The meetings also help people with memory problems
Group meetings also have a positive effect on certain illnesses, such as dementia.
Memory problems affect not only the person with dementia, but also their partner or spouse. “We’re seeing more and more that similar group meetings, like the friendship circle, are also needed for couples,” says Leino.
And the earlier in the onset of dementia a person gets to the group meetings, the better. “It's like a window to important information – it increases confidence in decision making and ensures support from a peer,” says Leino, listing the positive aspects of group meetings.
It’s also important to know that the social workers, health professionals and volunteers involved in the group meetings have passed the required training.
People with a dementia diagnosis are being considered in Estonia as well. The Friends of Dementia programme, led by the Dementia Centre of Excellence, has been established for this purpose. “Everyone who wants to help people with memory problems can become a Friend of Dementia,” explains Sergejeva. Many people with dementia today feel they’ve been left alone with their illness and isolated from society. This is where a Friend of Dementia comes in, who can notice and support people with the condition in their family and social circle, and in public spaces.
How can you prepare for old age?
But how is it possible to prepare for old age after all? According to Leino, preparing for old age includes thinking about one’s health, which is something we actually do throughout our life. You also need to think about your own capacity to act and financial resources, i.e. set up a savings fund. “We must also not forget to ensure social relations,” adds Leino.
The state and local authorities also have a role to play.
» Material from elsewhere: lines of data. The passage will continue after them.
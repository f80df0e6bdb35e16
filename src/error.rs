//! Action Failure
//!
//! Business-rule failures travel as `ActionError`, carrying the log of the
//! failing action so a dispatch boundary can show what went wrong.

use std::error::Error as StdError;
use std::fmt;

use crate::status_log::{EventProvider, StatusLog};

pub const DEFAULT_SUMMARY_ERRORS: usize = 16;
pub const NO_LOG_PLACEHOLDER: &str = "No log provided";

type Cause = Box<dyn StdError + Send + Sync + 'static>;

pub struct ActionError {
    log: Option<StatusLog>,
    cause: Option<Cause>,
}

impl ActionError {
    pub fn new(log: Option<StatusLog>, cause: Option<Cause>) -> Self {
        Self { log, cause }
    }

    /// Failure described entirely by the log contents.
    pub fn from_log(log: StatusLog) -> Self {
        Self::new(Some(log), None)
    }

    /// Failure with no log to show, typically because the caller passed none.
    pub fn without_log() -> Self {
        Self::new(None, None)
    }

    pub fn caused_by(log: Option<StatusLog>, cause: impl Into<Cause>) -> Self {
        Self::new(log, Some(cause.into()))
    }

    /// Snapshot of the caller's log if one was supplied.
    pub fn snapshot(log: Option<&StatusLog>) -> Self {
        Self::new(log.cloned(), None)
    }

    pub fn log(&self) -> Option<&StatusLog> {
        self.log.as_ref()
    }

    pub fn into_log(self) -> Option<StatusLog> {
        self.log
    }

    pub fn cause(&self) -> Option<&(dyn StdError + Send + Sync + 'static)> {
        self.cause.as_deref()
    }

    /// Up to `max_errors` of the most recent error events, newest first, one per line.
    pub fn error_summary(&self, max_errors: usize) -> String {
        let Some(log) = &self.log else {
            return NO_LOG_PLACEHOLDER.to_string();
        };
        if log.error_count() == 0 {
            return match &self.cause {
                Some(cause) => format!("Action failed: {}", cause),
                None => "Action failed without reporting errors".to_string(),
            };
        }
        log.errors()
            .rev()
            .take(max_errors)
            .map(ToString::to_string)
            .collect::<Vec<_>>()
            .join("\n")
    }
}

impl fmt::Display for ActionError {
    fn fmt(&self, f: &mut fmt::Formatter<'_>) -> fmt::Result {
        f.write_str(&self.error_summary(DEFAULT_SUMMARY_ERRORS))
    }
}

impl fmt::Debug for ActionError {
    fn fmt(&self, f: &mut fmt::Formatter<'_>) -> fmt::Result {
        f.debug_struct("ActionError")
            .field("errors", &self.log.as_ref().map(StatusLog::error_count))
            .field("cause", &self.cause.as_ref().map(ToString::to_string))
            .finish()
    }
}

impl StdError for ActionError {
    fn source(&self) -> Option<&(dyn StdError + 'static)> {
        self.cause.as_deref().map(|c| c as &(dyn StdError + 'static))
    }
}

impl EventProvider for ActionError {
    fn all_events(&self) -> &[crate::event::Event] {
        self.log.as_ref().map(StatusLog::events).unwrap_or_default()
    }
}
For example, cities need to think about making facilities, buildings and services suitable and accessible for people with different needs. “Diverse shopping services and a safe environment for mobility are essential for the elderly to feel like full members of society,” emphasises Leino.
It’s also important that our way of life is also friendly to the elderly – this means clear, easy to understand and accessible to older people as well. “Lifestyle must support an elderly person’s independent mobility, involvement in activities and meetings with other people,” explains Leino.
In addition to the accessibility of grocery stores and essential services, leisure facilities, including proximity to libraries, must not be overlooked either. “The organisation of public transport also plays an important role,” notes Leino.
Think about accessibility when creating your home
Leino also advises city rulers to listen to the voices of older people. “Older people need more individual support and it’s important to see the person as a whole,” emphasises Leino. It’s essential that everyone has a voice in decisions about their lives and their community throughout their lives.
It probably comes as a surprise to none of us that the most beautiful dream of all is to live the rest of our lives in our own home. This is why we should start thinking about ensuring the accessibility of home as early as possible.
Accessibility should also be considered in the design of products and services, e.g. to ensure that juice and milk cartons are easy to open.
The digital skills of the elderly, or the lack thereof, must certainly be taken into account in the digital world as well.